Amazon Redshift is a fast, petabyte-scale cloud data warehouse delivering the best price–performance. Tens of thousands of customers use Amazon Redshift to process exabytes of data every day to power their analytics workloads. Data analysts and database developers want to use this data to train machine learning (ML) models, which can then be used to generate insights for use cases such as forecasting revenue, predicting customer churn, and detecting anomalies.
Amazon Redshift ML makes it easy for SQL users to create, train, and deploy ML models using familiar SQL commands. In previous posts, we covered how Amazon Redshift supports supervised learning that includes regression, binary classification, and multiclass classification, as well as training models using XGBoost and providing advanced options such as preprocessors, problem type, and hyperparameters.
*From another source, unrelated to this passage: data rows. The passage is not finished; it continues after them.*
// Dweve EKG - Enterprise Knowledge Graph
//
// Copyright (c) 2025 Dweve IP B.V. and individual contributors.
//
// SPDX-License-Identifier: Apache-2.0
//
// Licensed under the Apache License, Version 2.0 (the "License");
// you may not use this file except in compliance with the License.
// You may obtain a copy of the License in the LICENSE file at the
// root of this repository or at: http://www.apache.org/licenses/LICENSE-2.0
//
// Unless required by applicable law or agreed to in writing, software
// distributed under the License is distributed on an "AS IS" BASIS,
// WITHOUT WARRANTIES OR CONDITIONS OF ANY KIND, either express or implied.
// See the License for the specific language governing permissions and
// limitations under the License.

//! Configuration types for extraction.

use serde::{Deserialize, Serialize};

/// Names of the system-assigned properties on every node row.
#[derive(Debug, Clone, PartialEq, Eq, Serialize, Deserialize)]
pub struct SystemColumns {
    /// Synthetic identity, also the primary key (default: `id`).
    pub id: String,
    /// Display name (default: `_name`).
    pub name: String,
    /// Creation timestamp (default: `_created_at`).
    pub created_at: String,
    /// Update timestamp (default: `_updated_at`).
    pub updated_at: String,
}

impl Default for SystemColumns {
    fn default() -> Self {
        Self {
            id: "id".to_string(),
            name: "_name".to_string(),
            created_at: "_created_at".to_string(),
            updated_at: "_updated_at".to_string(),
        }
    }
}

impl SystemColumns {
    /// All four column names, identity first.
    pub fn all(&self) -> [&str; 4] {
        [
            self.id.as_str(),
            self.name.as_str(),
            self.created_at.as_str(),
            self.updated_at.as_str(),
        ]
    }
}

/// Configuration for turning an instance into node and edge data.
#[derive(Debug, Clone, Default, PartialEq, Eq, Serialize, Deserialize)]
pub struct ExtractConfig {
    /// System column names.
    pub columns: SystemColumns,

    /// Maximum number of node rows to keep (default: None = unlimited).
    ///
    /// Exceeding the limit aborts the extraction.
    pub max_nodes: Option<usize>,
}

impl ExtractConfig {
    /// Create a configuration with default values.
    pub fn new() -> Self {
        Self::default()
    }

    /// Create a builder for ExtractConfig.
    ///
    /// # Examples
    ///
    /// ```
    /// # use ekg_core::ExtractConfig;
    /// let config = ExtractConfig::builder()
    ///     .id_column("uid")
    ///     .max_nodes(10_000)
    ///     .build();
    /// assert_eq!(config.columns.id, "uid");
    /// ```
    pub fn builder() -> ExtractConfigBuilder {
        ExtractConfigBuilder::default()
    }

    /// Set the system column names.
    pub fn with_columns(mut self, columns: SystemColumns) -> Self {
        self.columns = columns;
        self
    }

    /// Set the maximum number of node rows.
    pub fn with_max_nodes(mut self, max: usize) -> Self {
        self.max_nodes = Some(max);
        self
    }
}

/// Builder for ExtractConfig.
#[derive(Debug, Default)]
pub struct ExtractConfigBuilder {
    id_column: Option<String>,
    name_column: Option<String>,
    max_nodes: Option<Option<usize>>,
}

impl ExtractConfigBuilder {
    /// Create a new builder with no values set.
    pub fn new() -> Self {
        Self::default()
    }

    /// Set the identity column name.
    pub fn id_column(mut self, name: impl Into<String>) -> Self {
        self.id_column = Some(name.into());
        self
    }

    /// Set the display-name column name.
    pub fn name_column(mut self, name: impl Into<String>) -> Self {
        self.name_column = Some(name.into());
        self
    }

    /// Set the maximum number of node rows.
    pub fn max_nodes(mut self, max: usize) -> Self {
        self.max_nodes = Some(Some(max));
        self
    }

    /// Build the ExtractConfig instance.
    ///
    /// All unset fields will use their default values.
    pub fn build(self) -> ExtractConfig {
        let defaults = ExtractConfig::default();
        let mut columns = defaults.columns;
        if let Some(id) = self.id_column {
            columns.id = id;
        }
        if let Some(name) = self.name_column {
            columns.name = name;
        }
        ExtractConfig {
            columns,
            max_nodes: self.max_nodes.unwrap_or(defaults.max_nodes),
        }
    }
}

#[cfg(test)]
mod tests {
    use super::*;

    #[test]
    fn test_default_columns() {
        let columns = SystemColumns::default();
        assert_eq!(columns.all(), ["id", "_name", "_created_at", "_updated_at"]);
    }

    #[test]
    fn test_builder_overrides() {
        let config = ExtractConfig::builder()
            .id_column("uid")
            .name_column("label")
            .max_nodes(5)
            .build();
        assert_eq!(config.columns.id, "uid");
        assert_eq!(config.columns.name, "label");
        assert_eq!(config.columns.created_at, "_created_at");
        assert_eq!(config.max_nodes, Some(5));
    }

    #[test]
    fn test_config_serde_roundtrip() {
        let config = ExtractConfig::new().with_max_nodes(100);
        let json = serde_json::to_string(&config).unwrap();
        let back: ExtractConfig = serde_json::from_str(&json).unwrap();
        assert_eq!(config, back);
    }
}
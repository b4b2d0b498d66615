// Dweve EKG - Enterprise Knowledge Graph
//
// Copyright (c) 2025 Dweve IP B.V. and individual contributors.
//
// SPDX-License-Identifier: Apache-2.0
//
// Licensed under the Apache License, Version 2.0 (the "License");
// you may not use this file except in compliance with the License.
// You may obtain a copy of the License in the LICENSE file at the
// root of this repository or at: http://www.apache.org/licenses/LICENSE-2.0
//
// Unless required by applicable law or agreed to in writing, software
// distributed under the License is distributed on an "AS IS" BASIS,
// WITHOUT WARRANTIES OR CONDITIONS OF ANY KIND, either express or implied.
// See the License for the specific language governing permissions and
// limitations under the License.

//! Kuzu backend.
//!
//! Statements are rendered here and handed to the embedded engine through
//! a [`CypherConnection`]. The engine binding itself lives in the host
//! process, which supplies a [`CypherConnector`] able to open a database
//! directory.

use std::collections::HashMap;

use ekg_core::PropertyMap;
use tracing::debug;

use super::{GraphBackend, QueryOutput};
use crate::cypher::{CypherStatement, EdgeEndpoint};
use crate::error::{GraphError, Result};
use crate::plan::ColumnDef;

/// An open connection to the embedded engine.
pub trait CypherConnection: Send {
    /// Run one fully rendered statement.
    fn execute(&mut self, statement: &str) -> std::result::Result<QueryOutput, String>;
}

/// Opens [`CypherConnection`]s.
pub trait CypherConnector: Send {
    /// Open the database at `connection_string`.
    fn open(&self, connection_string: &str) -> std::result::Result<Box<dyn CypherConnection>, String>;
}

/// Kuzu-dialect backend over a host-supplied connection.
pub struct KuzuBackend {
    connector: Box<dyn CypherConnector>,
    connection: Option<Box<dyn CypherConnection>>,
    primary_keys: HashMap<String, String>,
}

impl KuzuBackend {
    /// Create a disconnected backend.
    pub fn new(connector: Box<dyn CypherConnector>) -> Self {
        Self {
            connector,
            connection: None,
            primary_keys: HashMap::new(),
        }
    }

    /// Whether a connection is open.
    pub fn is_connected(&self) -> bool {
        self.connection.is_some()
    }

    /// Primary key column of a node table created through this backend,
    /// `id` for tables it has not seen.
    pub fn primary_key_of(&self, table: &str) -> &str {
        self.primary_keys.get(table).map(String::as_str).unwrap_or("id")
    }

    fn run(&mut self, statement: &CypherStatement) -> Result<QueryOutput> {
        let connection = self.connection.as_mut().ok_or(GraphError::NotConnected)?;
        let text = statement.render_inline();
        debug!(statement = %text, "executing statement");
        connection
            .execute(&text)
            .map_err(|message| GraphError::Statement {
                statement: text,
                message,
            })
    }
}

impl std::fmt::Debug for KuzuBackend {
    fn fmt(&self, f: &mut std::fmt::Formatter<'_>) -> std::fmt::Result {
        f.debug_struct("KuzuBackend")
            .field("connected", &self.is_connected())
            .field("tables", &self.primary_keys.len())
            .finish()
    }
}

impl GraphBackend for KuzuBackend {
    fn connect(&mut self, connection_string: &str) -> Result<()> {
        let connection =
            self.connector
                .open(connection_string)
                .map_err(|message| GraphError::Connection {
                    target: connection_string.to_string(),
                    message,
                })?;
        self.connection = Some(connection);
        Ok(())
    }

    fn execute(&mut self, query: &str, parameters: &PropertyMap) -> Result<QueryOutput> {
        self.run(&CypherStatement::query(query).with_params(parameters))
    }

    fn create_node_table(
        &mut self,
        name: &str,
        columns: &[ColumnDef],
        primary_key: &str,
    ) -> Result<()> {
        self.run(&CypherStatement::create_node_table(name, columns, primary_key))?;
        self.primary_keys
            .insert(name.to_string(), primary_key.to_string());
        Ok(())
    }

    fn create_relationship_table(
        &mut self,
        name: &str,
        from_table: &str,
        to_table: &str,
        properties: &[ColumnDef],
    ) -> Result<()> {
        self.run(&CypherStatement::create_rel_table(
            name, from_table, to_table, properties,
        ))
        .map(|_| ())
    }

    fn drop_table(&mut self, name: &str) -> Result<()> {
        self.run(&CypherStatement::drop_table(name))?;
        self.primary_keys.remove(name);
        Ok(())
    }

    fn insert_node(&mut self, table: &str, data: &PropertyMap) -> Result<()> {
        self.run(&CypherStatement::create_node(table, data)).map(|_| ())
    }

    fn insert_relationship(
        &mut self,
        relation: &str,
        from_table: &str,
        from_key: &str,
        to_table: &str,
        to_key: &str,
        properties: &PropertyMap,
    ) -> Result<()> {
        let statement = CypherStatement::create_relationship(
            relation,
            &EdgeEndpoint::new(from_table, self.primary_key_of(from_table), from_key),
            &EdgeEndpoint::new(to_table, self.primary_key_of(to_table), to_key),
            properties,
        );
        self.run(&statement).map(|_| ())
    }

    fn close(&mut self) -> Result<()> {
        self.connection = None;
        Ok(())
    }

    fn query_language(&self) -> &str {
        "Cypher"
    }
}
// Dweve EKG - Enterprise Knowledge Graph
//
// Copyright (c) 2025 Dweve IP B.V. and individual contributors.
//
// SPDX-License-Identifier: Apache-2.0
//
// Licensed under the Apache License, Version 2.0 (the "License");
// you may not use this file except in compliance with the License.
// You may obtain a copy of the License in the LICENSE file at the
// root of this repository or at: http://www.apache.org/licenses/LICENSE-2.0
//
// Unless required by applicable law or agreed to in writing, software
// distributed under the License is distributed on an "AS IS" BASIS,
// WITHOUT WARRANTIES OR CONDITIONS OF ANY KIND, either express or implied.
// See the License for the specific language governing permissions and
// limitations under the License.

//! Instance values: the strongly-typed object tree handed to the extractor.

use std::collections::BTreeMap;
use std::fmt;

/// A flat property map: field name to value.
pub type PropertyMap = BTreeMap<String, Value>;

/// A value of a registered enum type.
#[derive(Debug, Clone, PartialEq, Eq, Hash)]
pub struct EnumValue {
    /// The enum type name.
    pub type_name: String,
    /// The variant name (e.g. `High`).
    pub variant: String,
    /// The underlying value stored in the graph (e.g. `high`).
    pub value: String,
}

impl EnumValue {
    /// Create a new enum value.
    pub fn new(
        type_name: impl Into<String>,
        variant: impl Into<String>,
        value: impl Into<String>,
    ) -> Self {
        Self {
            type_name: type_name.into(),
            variant: variant.into(),
            value: value.into(),
        }
    }

    /// The value written to the graph store.
    pub fn underlying_value(&self) -> &str {
        &self.value
    }
}

/// A structured instance of a catalog type.
#[derive(Debug, Clone, PartialEq, Default)]
pub struct Object {
    /// The catalog type name.
    pub type_name: String,
    /// Field values by name.
    pub fields: BTreeMap<String, Value>,
}

impl Object {
    /// Create an empty object of the given type.
    pub fn new(type_name: impl Into<String>) -> Self {
        Self {
            type_name: type_name.into(),
            fields: BTreeMap::new(),
        }
    }

    /// Set a field and return the object (builder style).
    pub fn with(mut self, field: impl Into<String>, value: impl Into<Value>) -> Self {
        self.fields.insert(field.into(), value.into());
        self
    }

    /// Set a field in place.
    pub fn set(&mut self, field: impl Into<String>, value: impl Into<Value>) {
        self.fields.insert(field.into(), value.into());
    }

    /// Get a field value.
    pub fn get(&self, field: &str) -> Option<&Value> {
        self.fields.get(field)
    }

    /// Convert to a flat property map (one level; nested values are kept as-is).
    pub fn to_property_map(&self) -> PropertyMap {
        self.fields.clone()
    }

    /// Render the object as a JSON value.
    pub fn to_json(&self) -> serde_json::Value {
        serde_json::Value::Object(
            self.fields
                .iter()
                .map(|(k, v)| (k.clone(), v.to_json()))
                .collect(),
        )
    }
}

/// A value inside an instance tree.
#[derive(Debug, Clone, PartialEq, Default)]
pub enum Value {
    /// Absent value.
    #[default]
    Null,
    /// Boolean value.
    Bool(bool),
    /// Integer value.
    Int(i64),
    /// Floating-point value.
    Float(f64),
    /// String value.
    String(String),
    /// Enum value.
    Enum(EnumValue),
    /// List value.
    List(Vec<Value>),
    /// Nested structured value.
    Object(Object),
}

impl Value {
    /// Returns true if this value is null.
    pub fn is_null(&self) -> bool {
        matches!(self, Self::Null)
    }

    /// Returns true for values that carry no information: null, the empty
    /// string, the empty list, `false` and zero.
    ///
    /// Blank values never act as deduplication keys.
    pub fn is_blank(&self) -> bool {
        match self {
            Self::Null => true,
            Self::Bool(b) => !b,
            Self::Int(n) => *n == 0,
            Self::Float(f) => *f == 0.0,
            Self::String(s) => s.is_empty(),
            Self::List(items) => items.is_empty(),
            Self::Enum(_) | Self::Object(_) => false,
        }
    }

    /// Try to get the value as a string.
    pub fn as_str(&self) -> Option<&str> {
        match self {
            Self::String(s) => Some(s),
            _ => None,
        }
    }

    /// Try to get the value as an object.
    pub fn as_object(&self) -> Option<&Object> {
        match self {
            Self::Object(o) => Some(o),
            _ => None,
        }
    }

    /// Try to get the value as a list.
    pub fn as_list(&self) -> Option<&[Value]> {
        match self {
            Self::List(items) => Some(items),
            _ => None,
        }
    }

    /// Render the value as a JSON value.
    ///
    /// Enums render as their underlying value; non-finite floats render as null.
    pub fn to_json(&self) -> serde_json::Value {
        match self {
            Self::Null => serde_json::Value::Null,
            Self::Bool(b) => serde_json::Value::Bool(*b),
            Self::Int(n) => serde_json::Value::from(*n),
            Self::Float(f) => serde_json::Number::from_f64(*f)
                .map(serde_json::Value::Number)
                .unwrap_or(serde_json::Value::Null),
            Self::String(s) => serde_json::Value::String(s.clone()),
            Self::Enum(e) => serde_json::Value::String(e.value.clone()),
            Self::List(items) => {
                serde_json::Value::Array(items.iter().map(Value::to_json).collect())
            }
            Self::Object(o) => o.to_json(),
        }
    }
}

impl fmt::Display for Value {
    fn fmt(&self, f: &mut fmt::Formatter<'_>) -> fmt::Result {
        match self {
            Self::Null => write!(f, "null"),
            Self::Bool(b) => write!(f, "{}", b),
            Self::Int(n) => write!(f, "{}", n),
            Self::Float(n) => write!(f, "{}", n),
            Self::String(s) => write!(f, "{}", s),
            Self::Enum(e) => write!(f, "{}", e.value),
            Self::List(items) => {
                write!(f, "[")?;
                for (i, item) in items.iter().enumerate() {
                    if i > 0 {
                        write!(f, ", ")?;
                    }
                    write!(f, "{}", item)?;
                }
                write!(f, "]")
            }
            Self::Object(o) => write!(f, "{}", o.to_json()),
        }
    }
}

impl From<bool> for Value {
    fn from(v: bool) -> Self {
        Value::Bool(v)
    }
}

impl From<i64> for Value {
    fn from(v: i64) -> Self {
        Value::Int(v)
    }
}

impl From<i32> for Value {
    fn from(v: i32) -> Self {
        Value::Int(v as i64)
    }
}

impl From<f64> for Value {
    fn from(v: f64) -> Self {
        Value::Float(v)
    }
}

impl From<String> for Value {
    fn from(v: String) -> Self {
        Value::String(v)
    }
}

impl From<&str> for Value {
    fn from(v: &str) -> Self {
        Value::String(v.to_string())
    }
}

impl From<EnumValue> for Value {
    fn from(v: EnumValue) -> Self {
        Value::Enum(v)
    }
}

impl From<Object> for Value {
    fn from(v: Object) -> Self {
        Value::Object(v)
    }
}

impl<T: Into<Value>> From<Vec<T>> for Value {
    fn from(v: Vec<T>) -> Self {
        Value::List(v.into_iter().map(Into::into).collect())
    }
}

impl<T: Into<Value>> From<Option<T>> for Value {
    fn from(v: Option<T>) -> Self {
        match v {
            Some(x) => x.into(),
            None => Value::Null,
        }
    }
}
In this post, we use Redshift ML to perform unsupervised learning on unlabeled training data using the K-means algorithm. This algorithm solves clustering problems where you want to discover groupings in the data. Unlabeled data is grouped and partitioned based on their similarities and differences. By grouping, the K-means algorithm iteratively determines the best centroids and assigns each member to the closest centroid. Data points nearest the same centroid belong to the same group. Members of a group are as similar as possible to other members in the same group, and as different as possible from members of other groups. To learn more about K-means clustering, see K-means clustering with Amazon SageMaker.
Solution overview
The following are some use cases for K-means:
- Ecommerce and retail – Segment your customers by purchase history, stores they visited, or clickstream activity.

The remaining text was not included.